On the surface of the incredible, multi-Academy Award-winning film is a not-so-subtle message about income disparities across the globe. It’s a major message on Spanish Love Songs’ third record as well, along with poignant analyses of mental health, addiction and other looming sociological crises. Blended all together, it makes for quite an insightful listen. Lines like “My bleak mind says it’s cheaper just to die“, and “Don’t you know you were born to die, poor man?” are delivered with such conviction, you can’t help but put your fist in the air in solidarity – the universal symbol for “Fuck. Yes.”
Singer Dylan Slocum sings most of his lyrics as if they’re the last thing you’re going to hear before you croak, so it’s no surprise that the storytelling on Brave Faces, Everyone is its shining feature. These are stories of a lower-middle-class, not unlike the many, many tales that Springsteen has spun for us.
Musically, that’s where the similarities stop. Spanish Love Songs is rooted more in the basement; a sweat-fueled punk scene coated in a thick film of nostalgia. On the surface, Slocum sings about a lot of doom and gloom. But, by the end of the record, he makes it clear the grass is in fact greener. The album’s finale is also its title track, and the cliff notes version is essentially this: as the band reminds us over and over on this record, there’s a lot going on in this crazy world right now, but don’t let the bastards get you down. “Brave faces, everyone” isn’t just a catchy little title – it’s a mantra, reminding us all to keep our heads up.

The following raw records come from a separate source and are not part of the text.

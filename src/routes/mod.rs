use axum::{
    http::StatusCode,
    middleware,
    response::{IntoResponse, Response},
    routing::{delete, get, post},
    Json, Router,
};
use serde::Serialize;
use serde_json::{json, Value};
use tower_http::trace::TraceLayer;

use crate::{
    error::AppResult,
    middleware::{make_span_with_request_context, request_context_middleware},
    models::{InsertOutcome, MediaType, TitleRef},
};

pub mod account;
pub mod ai;
pub mod auth;
pub mod home;
pub mod lists;
pub mod search;
pub mod state;
pub mod titles;
pub mod top_rated;

pub use state::AppState;

/// Creates the application router with all routes
pub fn create_router(state: AppState) -> Router {
    Router::new()
        .route("/health", get(health_check))
        .nest("/api/v1", api_routes())
        .nest("/auth", auth_routes())
        .with_state(state)
        .layer(TraceLayer::new_for_http().make_span_with(make_span_with_request_context))
        .layer(middleware::from_fn(request_context_middleware))
}

/// API routes under /api/v1
fn api_routes() -> Router<AppState> {
    Router::new()
        .route("/home", get(home::home))
        .route("/search", get(search::header_search))
        .route("/top-rated-movies/:pgno", get(top_rated::top_rated_movies))
        .route("/top-rated-tv-shows/:pgno", get(top_rated::top_rated_tv_shows))
        .route("/titles/:media/:id", get(titles::title_detail))
        .route(
            "/titles/:media/:id/watchlist",
            post(titles::add_to_watchlist).delete(titles::remove_from_watchlist),
        )
        .route(
            "/titles/:media/:id/reviews",
            post(titles::add_review).delete(titles::delete_review),
        )
        .route("/account", get(account::dashboard))
        .route(
            "/account/watchlist/:media/:id",
            delete(titles::remove_from_watchlist),
        )
        .route("/account/reviews/:media/:id", delete(titles::delete_review))
        .route("/lists", get(lists::index).post(lists::create))
        .route("/lists/search", get(search::list_search))
        .route("/lists/:id", get(lists::show).delete(lists::destroy))
        .route("/lists/:id/items", post(lists::add_item))
        .route("/lists/:id/items/:item_id", delete(lists::remove_item))
        .route("/lists/:id/items/:item_id/move", post(lists::move_item))
        .route("/lists/:id/reorder", post(lists::reorder))
        .route("/lists/:id/snapshot", get(lists::snapshot))
        .route("/ai/recommendations", post(ai::recommend))
}

/// Session lifecycle routes under /auth
fn auth_routes() -> Router<AppState> {
    Router::new()
        .route("/sign-in", post(auth::sign_in))
        .route("/sign-up", post(auth::sign_up))
        .route("/callback", post(auth::callback))
        .route("/refresh", post(auth::refresh))
        .route("/sign-out", post(auth::sign_out))
        .route("/session", get(auth::session))
        .route("/oauth/:provider", get(auth::oauth))
        .route("/events", get(auth::events))
}

/// Health check endpoint
async fn health_check() -> (StatusCode, Json<Value>) {
    (StatusCode::OK, Json(json!({ "status": "healthy" })))
}

/// Parses the `:media/:id` path segments
pub(crate) fn title_ref(media: &str, tmdb_id: u64) -> AppResult<TitleRef> {
    Ok(TitleRef {
        media_type: media.parse::<MediaType>()?,
        tmdb_id,
    })
}

/// Swallows failures a feed can live without, logging them
pub(crate) fn degrade<T: Default>(feed: &str, result: AppResult<T>) -> AppResult<T> {
    match result {
        Ok(value) => Ok(value),
        Err(e) if e.is_degradable() => {
            tracing::warn!(feed = %feed, error = %e, "Feed unavailable, rendering empty");
            Ok(T::default())
        }
        Err(e) => Err(e),
    }
}

/// 201 with the record, or 200 with a notice when it already existed
pub(crate) fn insert_response<T: Serialize>(outcome: InsertOutcome<T>, notice: &str) -> Response {
    match outcome {
        created @ InsertOutcome::Created(_) => (StatusCode::CREATED, Json(created)).into_response(),
        InsertOutcome::AlreadyExists => (
            StatusCode::OK,
            Json(json!({ "status": "already_exists", "notice": notice })),
        )
            .into_response(),
    }
}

“We were never broken / Life’s just very long“. Ain’t that the goddamn truth.
In Bong Joon Ho’s Parasite, a dirt-poor family of four goes to great lengths to move up the socio-economic ladder. Slocum and his band aren’t quite at that level of desperation, but they are asking questions that, unfortunately, don’t have a whole lot of answers. Questions that, could ultimately lead to the desperate measures we see in the film. Questions that, ultimately, demand your ear.
The music’s urgency gets some of the credit, though it’s objectively nothing special. Spanish Love Songs don’t venture too much outside of the same distorted chords and linear song structures – most songs even seem to hover around the same key. That’s not exactly a critique, but more of an observation. The band knows their strengths and there’s something to be said about that.
In this way, Spanish Love Songs are on a shortlist of bands re-inventing what we know about pop-punk. They, along with contemporaries like The Menzingers, Pup, and The Hotelierare difficult to even classify under that genre. What they’re really creating is a modern subset of punk that has just as much in common with The Boss as it does with, forgive me, a band like Green Day. It’s music riddled with existentialism, in search of a silver lining. Like so many of us – Bong Joon Ho included – we can only hope there is one. But until we find it, let’s allow ourselves an occasional break from it all. Let’s drink until next morning.
Haiku Review Spanish Love Songs craft Stories of disparity. Let’s burn it all down.